** Opening Extracted entries block **

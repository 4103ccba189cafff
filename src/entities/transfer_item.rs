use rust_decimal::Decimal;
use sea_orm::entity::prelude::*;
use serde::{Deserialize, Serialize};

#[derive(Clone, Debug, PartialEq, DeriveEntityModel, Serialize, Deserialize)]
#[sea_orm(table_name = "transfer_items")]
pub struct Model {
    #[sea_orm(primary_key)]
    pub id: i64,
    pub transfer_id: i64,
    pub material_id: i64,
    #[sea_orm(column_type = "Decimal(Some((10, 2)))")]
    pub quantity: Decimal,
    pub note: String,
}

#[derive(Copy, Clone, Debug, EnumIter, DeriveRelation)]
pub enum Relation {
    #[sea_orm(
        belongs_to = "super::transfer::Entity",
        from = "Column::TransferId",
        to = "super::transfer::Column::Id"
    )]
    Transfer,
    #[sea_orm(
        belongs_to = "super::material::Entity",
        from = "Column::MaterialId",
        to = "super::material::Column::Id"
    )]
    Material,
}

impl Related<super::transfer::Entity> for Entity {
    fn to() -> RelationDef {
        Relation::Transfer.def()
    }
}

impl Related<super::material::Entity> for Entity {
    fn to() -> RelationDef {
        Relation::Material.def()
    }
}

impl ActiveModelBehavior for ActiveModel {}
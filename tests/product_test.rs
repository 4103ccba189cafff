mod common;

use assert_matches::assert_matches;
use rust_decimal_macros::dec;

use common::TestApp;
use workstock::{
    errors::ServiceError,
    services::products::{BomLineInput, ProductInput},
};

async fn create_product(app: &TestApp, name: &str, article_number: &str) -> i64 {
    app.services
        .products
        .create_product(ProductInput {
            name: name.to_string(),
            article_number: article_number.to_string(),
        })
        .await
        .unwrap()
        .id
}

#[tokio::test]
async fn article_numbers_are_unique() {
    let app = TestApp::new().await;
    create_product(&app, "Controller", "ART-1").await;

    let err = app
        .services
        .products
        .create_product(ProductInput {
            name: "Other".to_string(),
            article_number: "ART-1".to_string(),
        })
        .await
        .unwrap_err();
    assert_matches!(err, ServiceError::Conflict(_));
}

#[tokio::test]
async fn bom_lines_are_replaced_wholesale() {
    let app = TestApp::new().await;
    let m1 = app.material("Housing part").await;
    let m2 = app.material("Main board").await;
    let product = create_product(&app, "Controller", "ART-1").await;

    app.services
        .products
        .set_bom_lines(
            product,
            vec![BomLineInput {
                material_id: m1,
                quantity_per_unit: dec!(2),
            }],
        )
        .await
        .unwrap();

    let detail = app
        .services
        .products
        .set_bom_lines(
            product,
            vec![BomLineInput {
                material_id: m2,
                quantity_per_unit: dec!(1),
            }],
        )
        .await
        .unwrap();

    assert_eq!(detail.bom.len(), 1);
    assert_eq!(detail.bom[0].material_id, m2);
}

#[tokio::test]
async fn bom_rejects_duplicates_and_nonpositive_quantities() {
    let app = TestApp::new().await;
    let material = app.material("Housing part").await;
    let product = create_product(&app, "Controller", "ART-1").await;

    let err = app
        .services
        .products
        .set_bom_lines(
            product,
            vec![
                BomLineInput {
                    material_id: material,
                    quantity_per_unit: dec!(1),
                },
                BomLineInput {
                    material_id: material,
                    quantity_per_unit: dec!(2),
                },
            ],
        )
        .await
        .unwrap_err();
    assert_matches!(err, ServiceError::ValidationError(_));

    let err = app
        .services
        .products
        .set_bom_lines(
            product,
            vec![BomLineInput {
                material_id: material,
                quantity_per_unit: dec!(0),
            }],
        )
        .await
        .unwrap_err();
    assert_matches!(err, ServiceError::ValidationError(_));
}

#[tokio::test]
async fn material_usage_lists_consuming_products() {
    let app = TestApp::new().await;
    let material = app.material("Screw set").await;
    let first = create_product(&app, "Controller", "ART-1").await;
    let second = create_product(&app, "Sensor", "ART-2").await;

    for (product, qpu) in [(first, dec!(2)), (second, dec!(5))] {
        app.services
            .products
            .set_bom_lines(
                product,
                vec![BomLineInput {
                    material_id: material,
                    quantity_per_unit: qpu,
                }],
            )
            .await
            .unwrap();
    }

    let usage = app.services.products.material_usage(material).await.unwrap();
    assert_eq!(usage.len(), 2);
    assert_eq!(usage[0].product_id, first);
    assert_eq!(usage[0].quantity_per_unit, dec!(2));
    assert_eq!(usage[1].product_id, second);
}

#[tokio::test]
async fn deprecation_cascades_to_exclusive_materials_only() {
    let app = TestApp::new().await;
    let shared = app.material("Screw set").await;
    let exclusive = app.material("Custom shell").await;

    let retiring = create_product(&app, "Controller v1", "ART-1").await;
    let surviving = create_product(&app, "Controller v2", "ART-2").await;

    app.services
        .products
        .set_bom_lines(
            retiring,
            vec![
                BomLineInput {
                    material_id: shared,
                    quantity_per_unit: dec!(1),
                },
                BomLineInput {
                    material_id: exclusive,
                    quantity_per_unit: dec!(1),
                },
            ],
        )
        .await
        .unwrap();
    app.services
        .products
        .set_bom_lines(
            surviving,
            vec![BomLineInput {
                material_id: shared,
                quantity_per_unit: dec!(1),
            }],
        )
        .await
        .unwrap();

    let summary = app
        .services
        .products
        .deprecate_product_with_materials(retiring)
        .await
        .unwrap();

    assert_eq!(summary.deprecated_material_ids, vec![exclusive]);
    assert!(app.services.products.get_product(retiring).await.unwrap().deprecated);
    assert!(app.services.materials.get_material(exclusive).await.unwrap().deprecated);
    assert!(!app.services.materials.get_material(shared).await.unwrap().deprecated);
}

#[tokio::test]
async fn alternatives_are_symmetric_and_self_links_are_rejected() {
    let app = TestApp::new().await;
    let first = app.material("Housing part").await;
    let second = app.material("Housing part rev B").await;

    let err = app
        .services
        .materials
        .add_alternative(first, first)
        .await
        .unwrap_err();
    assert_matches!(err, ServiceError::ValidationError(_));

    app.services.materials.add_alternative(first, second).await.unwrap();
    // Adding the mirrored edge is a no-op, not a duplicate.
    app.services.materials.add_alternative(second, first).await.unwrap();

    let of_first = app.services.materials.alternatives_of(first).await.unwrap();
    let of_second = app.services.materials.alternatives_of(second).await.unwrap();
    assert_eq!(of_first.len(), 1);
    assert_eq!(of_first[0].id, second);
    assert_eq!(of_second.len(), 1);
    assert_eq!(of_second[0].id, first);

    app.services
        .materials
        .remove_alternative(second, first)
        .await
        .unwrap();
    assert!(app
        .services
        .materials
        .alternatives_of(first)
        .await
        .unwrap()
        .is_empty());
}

** Closing Extracted entries block **
** Opening Extracted entries block **

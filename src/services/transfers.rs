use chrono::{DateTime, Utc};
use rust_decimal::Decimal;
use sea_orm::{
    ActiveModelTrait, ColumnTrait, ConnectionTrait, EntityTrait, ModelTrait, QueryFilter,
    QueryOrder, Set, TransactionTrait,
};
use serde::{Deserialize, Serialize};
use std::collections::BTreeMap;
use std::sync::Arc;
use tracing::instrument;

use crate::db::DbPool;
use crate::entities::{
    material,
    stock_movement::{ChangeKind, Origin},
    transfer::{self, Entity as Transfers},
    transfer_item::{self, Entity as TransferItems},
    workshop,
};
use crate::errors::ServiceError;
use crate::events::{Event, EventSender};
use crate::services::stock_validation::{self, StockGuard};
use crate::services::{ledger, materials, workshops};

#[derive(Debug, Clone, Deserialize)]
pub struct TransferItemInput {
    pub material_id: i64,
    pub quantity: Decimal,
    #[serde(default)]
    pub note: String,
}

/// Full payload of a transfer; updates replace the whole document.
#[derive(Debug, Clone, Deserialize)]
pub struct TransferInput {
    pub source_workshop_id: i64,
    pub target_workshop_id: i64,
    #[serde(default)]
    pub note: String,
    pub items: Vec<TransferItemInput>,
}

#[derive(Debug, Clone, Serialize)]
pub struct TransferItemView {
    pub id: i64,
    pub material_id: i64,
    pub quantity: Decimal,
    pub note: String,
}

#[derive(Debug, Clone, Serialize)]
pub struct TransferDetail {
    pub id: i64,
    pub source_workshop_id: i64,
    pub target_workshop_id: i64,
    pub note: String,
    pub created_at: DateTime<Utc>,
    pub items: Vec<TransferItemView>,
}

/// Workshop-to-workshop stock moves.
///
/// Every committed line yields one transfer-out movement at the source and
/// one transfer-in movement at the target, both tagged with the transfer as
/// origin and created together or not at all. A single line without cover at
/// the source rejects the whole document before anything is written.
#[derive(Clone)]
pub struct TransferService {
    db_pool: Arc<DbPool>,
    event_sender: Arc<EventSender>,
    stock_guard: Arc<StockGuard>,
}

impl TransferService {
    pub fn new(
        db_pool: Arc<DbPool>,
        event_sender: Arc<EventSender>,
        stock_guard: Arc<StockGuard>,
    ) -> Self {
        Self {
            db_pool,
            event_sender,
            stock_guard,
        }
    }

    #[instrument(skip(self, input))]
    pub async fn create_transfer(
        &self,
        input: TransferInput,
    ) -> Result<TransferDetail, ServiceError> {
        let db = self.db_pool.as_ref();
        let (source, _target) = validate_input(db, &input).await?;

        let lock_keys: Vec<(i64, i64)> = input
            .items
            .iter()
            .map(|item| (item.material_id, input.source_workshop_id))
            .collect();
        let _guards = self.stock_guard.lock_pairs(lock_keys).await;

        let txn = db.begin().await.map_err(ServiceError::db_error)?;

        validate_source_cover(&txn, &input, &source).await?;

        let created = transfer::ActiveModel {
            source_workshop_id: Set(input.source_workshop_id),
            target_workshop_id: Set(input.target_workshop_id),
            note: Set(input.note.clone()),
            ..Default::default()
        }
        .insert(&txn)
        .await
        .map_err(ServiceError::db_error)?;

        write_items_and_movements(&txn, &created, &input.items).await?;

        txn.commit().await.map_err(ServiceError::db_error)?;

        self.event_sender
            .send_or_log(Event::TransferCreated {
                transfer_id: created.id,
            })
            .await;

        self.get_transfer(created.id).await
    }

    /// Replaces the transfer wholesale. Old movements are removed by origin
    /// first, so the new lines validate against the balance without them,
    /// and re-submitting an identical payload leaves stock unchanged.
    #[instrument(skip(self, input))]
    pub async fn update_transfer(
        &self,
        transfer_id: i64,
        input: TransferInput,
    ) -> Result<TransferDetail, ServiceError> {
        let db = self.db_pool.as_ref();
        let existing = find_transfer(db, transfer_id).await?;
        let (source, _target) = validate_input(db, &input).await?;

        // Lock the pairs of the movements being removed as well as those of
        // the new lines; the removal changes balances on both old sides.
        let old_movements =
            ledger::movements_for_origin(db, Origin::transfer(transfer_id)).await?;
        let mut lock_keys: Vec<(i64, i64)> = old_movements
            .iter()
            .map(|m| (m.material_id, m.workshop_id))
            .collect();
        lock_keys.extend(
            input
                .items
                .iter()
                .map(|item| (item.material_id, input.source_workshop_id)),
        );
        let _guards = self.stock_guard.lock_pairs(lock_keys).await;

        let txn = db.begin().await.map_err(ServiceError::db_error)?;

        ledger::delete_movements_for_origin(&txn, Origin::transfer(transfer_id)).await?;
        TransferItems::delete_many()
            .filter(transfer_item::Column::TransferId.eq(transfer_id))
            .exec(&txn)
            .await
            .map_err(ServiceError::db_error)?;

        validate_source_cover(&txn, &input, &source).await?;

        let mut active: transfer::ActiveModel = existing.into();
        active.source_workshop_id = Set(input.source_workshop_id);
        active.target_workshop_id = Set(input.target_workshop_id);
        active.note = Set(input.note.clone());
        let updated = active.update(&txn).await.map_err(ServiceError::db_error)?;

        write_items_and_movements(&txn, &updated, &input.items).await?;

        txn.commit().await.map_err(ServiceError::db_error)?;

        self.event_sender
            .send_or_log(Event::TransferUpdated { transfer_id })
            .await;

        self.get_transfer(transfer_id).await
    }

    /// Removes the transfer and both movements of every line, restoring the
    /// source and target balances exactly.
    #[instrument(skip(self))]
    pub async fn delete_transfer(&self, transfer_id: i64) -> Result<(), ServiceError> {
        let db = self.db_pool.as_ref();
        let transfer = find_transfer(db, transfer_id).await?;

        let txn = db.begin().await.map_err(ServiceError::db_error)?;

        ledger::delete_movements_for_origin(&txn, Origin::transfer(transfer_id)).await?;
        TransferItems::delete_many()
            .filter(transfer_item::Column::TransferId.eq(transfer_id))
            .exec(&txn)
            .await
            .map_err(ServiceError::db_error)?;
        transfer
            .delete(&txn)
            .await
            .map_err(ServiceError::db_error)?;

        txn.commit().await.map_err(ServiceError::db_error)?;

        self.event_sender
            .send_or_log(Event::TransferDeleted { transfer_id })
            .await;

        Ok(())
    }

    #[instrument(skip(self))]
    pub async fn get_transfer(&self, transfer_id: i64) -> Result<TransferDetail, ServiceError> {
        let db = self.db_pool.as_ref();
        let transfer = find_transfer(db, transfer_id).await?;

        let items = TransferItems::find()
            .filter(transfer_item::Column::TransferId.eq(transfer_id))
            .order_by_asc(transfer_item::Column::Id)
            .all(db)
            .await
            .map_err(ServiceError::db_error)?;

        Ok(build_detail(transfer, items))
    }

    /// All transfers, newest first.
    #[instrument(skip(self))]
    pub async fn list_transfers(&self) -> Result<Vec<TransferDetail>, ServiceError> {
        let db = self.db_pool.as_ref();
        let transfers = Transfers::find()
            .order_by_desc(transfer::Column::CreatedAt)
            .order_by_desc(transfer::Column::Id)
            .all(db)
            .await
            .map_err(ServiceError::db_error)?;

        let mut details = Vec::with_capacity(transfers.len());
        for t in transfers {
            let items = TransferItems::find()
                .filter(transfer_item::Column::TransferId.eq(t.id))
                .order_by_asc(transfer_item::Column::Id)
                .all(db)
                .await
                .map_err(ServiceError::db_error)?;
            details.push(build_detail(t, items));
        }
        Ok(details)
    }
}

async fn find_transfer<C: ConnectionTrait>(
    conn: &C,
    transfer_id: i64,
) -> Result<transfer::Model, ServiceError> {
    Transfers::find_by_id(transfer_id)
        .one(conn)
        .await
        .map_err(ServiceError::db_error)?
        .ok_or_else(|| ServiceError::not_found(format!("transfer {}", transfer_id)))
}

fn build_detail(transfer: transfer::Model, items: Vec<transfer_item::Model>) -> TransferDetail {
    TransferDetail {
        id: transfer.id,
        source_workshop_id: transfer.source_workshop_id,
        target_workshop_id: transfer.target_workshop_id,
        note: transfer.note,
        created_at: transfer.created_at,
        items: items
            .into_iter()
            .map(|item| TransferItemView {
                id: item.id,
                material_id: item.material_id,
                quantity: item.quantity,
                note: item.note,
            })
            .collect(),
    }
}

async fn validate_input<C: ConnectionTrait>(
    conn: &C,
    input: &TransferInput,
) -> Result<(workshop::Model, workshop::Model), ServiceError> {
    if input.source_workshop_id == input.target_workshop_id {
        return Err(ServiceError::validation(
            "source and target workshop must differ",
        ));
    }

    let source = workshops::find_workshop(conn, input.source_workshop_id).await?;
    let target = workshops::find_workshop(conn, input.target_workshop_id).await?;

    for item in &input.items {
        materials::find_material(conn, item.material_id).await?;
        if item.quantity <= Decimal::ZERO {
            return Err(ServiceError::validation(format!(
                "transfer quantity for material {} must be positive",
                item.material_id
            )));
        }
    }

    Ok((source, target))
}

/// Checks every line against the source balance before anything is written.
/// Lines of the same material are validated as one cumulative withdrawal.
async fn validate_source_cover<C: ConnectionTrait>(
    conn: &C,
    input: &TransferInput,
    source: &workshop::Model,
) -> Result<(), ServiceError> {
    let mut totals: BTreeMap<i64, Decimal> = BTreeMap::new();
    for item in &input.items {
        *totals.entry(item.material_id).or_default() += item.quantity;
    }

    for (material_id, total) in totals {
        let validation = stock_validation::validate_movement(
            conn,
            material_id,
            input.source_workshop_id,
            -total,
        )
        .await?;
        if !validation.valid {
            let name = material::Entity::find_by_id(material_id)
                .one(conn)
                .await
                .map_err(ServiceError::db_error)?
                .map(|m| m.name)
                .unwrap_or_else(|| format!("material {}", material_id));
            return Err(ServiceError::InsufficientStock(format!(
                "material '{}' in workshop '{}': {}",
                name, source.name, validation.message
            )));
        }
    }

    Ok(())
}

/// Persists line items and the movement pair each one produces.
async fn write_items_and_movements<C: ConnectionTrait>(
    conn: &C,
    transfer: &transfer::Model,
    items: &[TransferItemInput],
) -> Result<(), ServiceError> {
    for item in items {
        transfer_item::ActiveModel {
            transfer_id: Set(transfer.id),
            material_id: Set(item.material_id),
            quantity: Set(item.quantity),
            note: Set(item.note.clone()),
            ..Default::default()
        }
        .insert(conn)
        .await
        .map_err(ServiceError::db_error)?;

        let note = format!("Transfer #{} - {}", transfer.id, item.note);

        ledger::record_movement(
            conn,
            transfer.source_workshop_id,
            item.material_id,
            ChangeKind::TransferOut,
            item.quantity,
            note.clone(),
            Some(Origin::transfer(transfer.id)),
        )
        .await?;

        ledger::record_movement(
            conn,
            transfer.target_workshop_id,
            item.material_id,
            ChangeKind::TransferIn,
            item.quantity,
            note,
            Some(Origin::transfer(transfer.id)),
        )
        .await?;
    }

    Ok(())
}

** Closing Extracted entries block **

• [Your goal] In the records above, each line with the string "ChangeKind" should be copied.

• [Result for this exercise]
    stock_movement::{ChangeKind, Origin},
            ChangeKind::TransferOut,
            ChangeKind::TransferIn,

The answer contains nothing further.